Sombras interiores -- Érebus




Quando olhamos profundamente para dentro de nosso próprio interior, com verdadeira sinceridade, à primeira vista o que encontraremos serão nossos pensamentos, sentimentos e emoções mais superficiais, mas se continuarmos olhando além deles veremos algo que certamente nos amedrontará; veremos sombras obscuras, densas, profundas, antigas, extremamente fortes e terrivelmente corruptas; escondidas nos recantos mais distantes de nosso interior, sombras pulsantes, famintas, hediondas; e esta visão nos amedronta tanto que a maioria das pessoas passa pela vida evitando encarar as sombras da própria alma, fingindo que elas não estão lá; mentimos para si mesmos, dizendo que o mal é uma fantasia para amedrontar crianças e que a escuridão não existe; até então nosso maior medo é olhar para o abismo dentro de nós e perceber que ele já está olhando para nós.
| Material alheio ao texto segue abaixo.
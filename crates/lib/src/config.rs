//! Configuration types and loading.
//!
//! Config is loaded from a JSON file (e.g. `~/.chalk/config.json`) and environment.
//! Every field has a default, so a missing file or an empty object is a valid config.

use anyhow::{Context, Result};
use serde::{Deserialize, Serialize};
use std::path::{Path, PathBuf};
use std::time::Duration;

use crate::llm::ollama_default_model;

/// Top-level application config.
#[derive(Debug, Clone, Default, Serialize, Deserialize)]
#[serde(rename_all = "camelCase")]
pub struct Config {
    /// Where replies come from.
    #[serde(default)]
    pub backend: BackendConfig,

    /// How assistant messages are presented.
    #[serde(default)]
    pub playback: PlaybackConfig,

    /// Front-end preferences.
    #[serde(default)]
    pub ui: UiConfig,

    /// Tutor persona location.
    #[serde(default)]
    pub tutor: TutorConfig,
}

/// Which AI-response collaborator to use.
#[derive(Debug, Clone, Copy, Default, PartialEq, Eq, Serialize, Deserialize)]
#[serde(rename_all = "lowercase")]
pub enum BackendKind {
    /// Tutor server speaking the `/chat` protocol.
    #[default]
    Server,
    /// Local Ollama instance; replies are split into utterances by paragraph.
    Ollama,
}

#[derive(Debug, Clone, Serialize, Deserialize)]
#[serde(rename_all = "camelCase")]
pub struct BackendConfig {
    #[serde(default)]
    pub kind: BackendKind,

    /// Tutor server base URL (default "http://127.0.0.1:3000"). Overridden by CHALK_SERVER_URL env.
    #[serde(default = "default_server_url")]
    pub server_url: String,

    /// Ollama base URL (default "http://127.0.0.1:11434").
    #[serde(default)]
    pub ollama_url: Option<String>,

    /// Ollama model: use the exact name from `ollama list`. Overridden by CHALK_MODEL env.
    #[serde(default)]
    pub model: Option<String>,

    /// Per-request timeout in seconds (default 60).
    #[serde(default = "default_request_timeout_secs")]
    pub request_timeout_secs: u64,
}

fn default_server_url() -> String {
    "http://127.0.0.1:3000".to_string()
}

fn default_request_timeout_secs() -> u64 {
    60
}

impl Default for BackendConfig {
    fn default() -> Self {
        Self {
            kind: BackendKind::default(),
            server_url: default_server_url(),
            ollama_url: None,
            model: None,
            request_timeout_secs: default_request_timeout_secs(),
        }
    }
}

/// Presentation settings for the playback collaborator.
#[derive(Debug, Clone, Serialize, Deserialize)]
#[serde(rename_all = "camelCase")]
pub struct PlaybackConfig {
    /// Pace of the terminal presenter (default 180; 0 prints instantly).
    #[serde(default = "default_words_per_minute")]
    pub words_per_minute: u32,

    /// Seconds after which a presentation that never finishes releases the gate anyway
    /// (default 120; 0 waits forever).
    #[serde(default = "default_playback_timeout_secs")]
    pub timeout_secs: u64,

    /// When set, speak through this program instead of printing (text is the last argument).
    #[serde(default)]
    pub command: Option<SpeechCommand>,
}

/// External speech program, e.g. `{ "program": "espeak", "args": ["-s", "160"] }`.
#[derive(Debug, Clone, PartialEq, Eq, Serialize, Deserialize)]
#[serde(rename_all = "camelCase")]
pub struct SpeechCommand {
    pub program: String,
    #[serde(default)]
    pub args: Vec<String>,
}

fn default_words_per_minute() -> u32 {
    180
}

fn default_playback_timeout_secs() -> u64 {
    120
}

impl Default for PlaybackConfig {
    fn default() -> Self {
        Self {
            words_per_minute: default_words_per_minute(),
            timeout_secs: default_playback_timeout_secs(),
            command: None,
        }
    }
}

impl PlaybackConfig {
    /// None when the timeout is disabled.
    pub fn timeout(&self) -> Option<Duration> {
        (self.timeout_secs > 0).then(|| Duration::from_secs(self.timeout_secs))
    }
}

/// Front-end preferences.
#[derive(Debug, Clone, Serialize, Deserialize)]
#[serde(rename_all = "camelCase")]
pub struct UiConfig {
    /// Initial camera zoom (default true).
    #[serde(default = "default_camera_zoomed")]
    pub camera_zoomed: bool,

    /// Canned questions offered when the chat is empty.
    #[serde(default = "default_quick_actions")]
    pub quick_actions: Vec<QuickAction>,
}

#[derive(Debug, Clone, PartialEq, Eq, Serialize, Deserialize)]
#[serde(rename_all = "camelCase")]
pub struct QuickAction {
    pub label: String,
    pub question: String,
}

fn default_camera_zoomed() -> bool {
    true
}

fn default_quick_actions() -> Vec<QuickAction> {
    [
        ("Python factorial code", "Python code to write factorial function"),
        ("Data structure nodes", "What is a node in data structure?"),
        ("C++ classes & objects", "What are classes and objects in C++?"),
    ]
    .into_iter()
    .map(|(label, question)| QuickAction {
        label: label.to_string(),
        question: question.to_string(),
    })
    .collect()
}

impl Default for UiConfig {
    fn default() -> Self {
        Self {
            camera_zoomed: default_camera_zoomed(),
            quick_actions: default_quick_actions(),
        }
    }
}

#[derive(Debug, Clone, Default, Serialize, Deserialize)]
#[serde(rename_all = "camelCase")]
pub struct TutorConfig {
    /// Workspace holding TUTOR.md (default ~/.chalk/workspace).
    pub workspace: Option<PathBuf>,
}

fn non_empty_env(name: &str) -> Option<String> {
    std::env::var(name).ok().and_then(|s| {
        let t = s.trim();
        if t.is_empty() {
            None
        } else {
            Some(t.to_string())
        }
    })
}

/// Resolve the tutor server URL: env CHALK_SERVER_URL overrides config.
pub fn resolve_server_url(backend: &BackendConfig) -> String {
    non_empty_env("CHALK_SERVER_URL").unwrap_or_else(|| backend.server_url.trim().to_string())
}

/// Resolve the Ollama model: env CHALK_MODEL overrides config; falls back to the default model.
pub fn resolve_model(backend: &BackendConfig) -> String {
    non_empty_env("CHALK_MODEL")
        .or_else(|| {
            backend
                .model
                .as_ref()
                .map(|s| s.trim().to_string())
                .filter(|s| !s.is_empty())
        })
        .unwrap_or_else(|| ollama_default_model().to_string())
}

/// Resolve config path from env or default.
pub fn default_config_path() -> PathBuf {
    std::env::var("CHALK_CONFIG_PATH").map(PathBuf::from).unwrap_or_else(|_| {
        dirs::home_dir()
            .map(|h| h.join(".chalk").join("config.json"))
            .unwrap_or_else(|| PathBuf::from("config.json"))
    })
}

/// Resolve the workspace directory holding the tutor persona.
/// Relative paths are resolved against the config file's parent.
pub fn resolve_workspace_dir(config: &Config, config_path: &Path) -> PathBuf {
    let config_parent = config_path
        .parent()
        .filter(|p| !p.as_os_str().is_empty())
        .unwrap_or_else(|| Path::new("."));
    match &config.tutor.workspace {
        Some(d) if !d.as_os_str().is_empty() => {
            if d.is_absolute() {
                d.clone()
            } else {
                config_parent.join(d)
            }
        }
        _ => config_parent.join("workspace"),
    }
}

/// Load config from the given path (or the default path). Missing file => default config.
/// Returns the config and the path that was used.
pub fn load_config(path: Option<PathBuf>) -> Result<(Config, PathBuf)> {
    let path = path.unwrap_or_else(default_config_path);
    let config = if !path.exists() {
        log::debug!("config file not found, using defaults: {}", path.display());
        Config::default()
    } else {
        let s = std::fs::read_to_string(&path)
            .with_context(|| format!("reading config from {}", path.display()))?;
        serde_json::from_str(&s)
            .with_context(|| format!("parsing config from {}", path.display()))?
    };
    Ok((config, path))
}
O fato é que são estas sombras que aprisionam os corações, mentes e vida das pessoas, mas como as mesmas não têm coragem de encará-las nem admitem sua existência, tais sombras continuam lá pulsando, olhando através de seus olhos, falando através de seus lábios, sussurrando pensamentos, sentimentos e emoções obscuras e destrutivas; se alimentando das vidas das pessoas, disparando todo tipo de desejos sem controle e impulsos animais. A grande verdade é que os seres humanos não são essencialmente bons, muito pelo contrário; o mal é a nossa natureza; e é justamente por tudo isso que precisamos desesperadamente de salvação.

Todas as vezes que deixamos nossa mente sem supervisão, essas sombras tentarão vir para a superfície tomar o controle; como já foi dito pelo famoso pintor espanhol Francisco de Goya: "Quando a razão adormece os monstros acordam".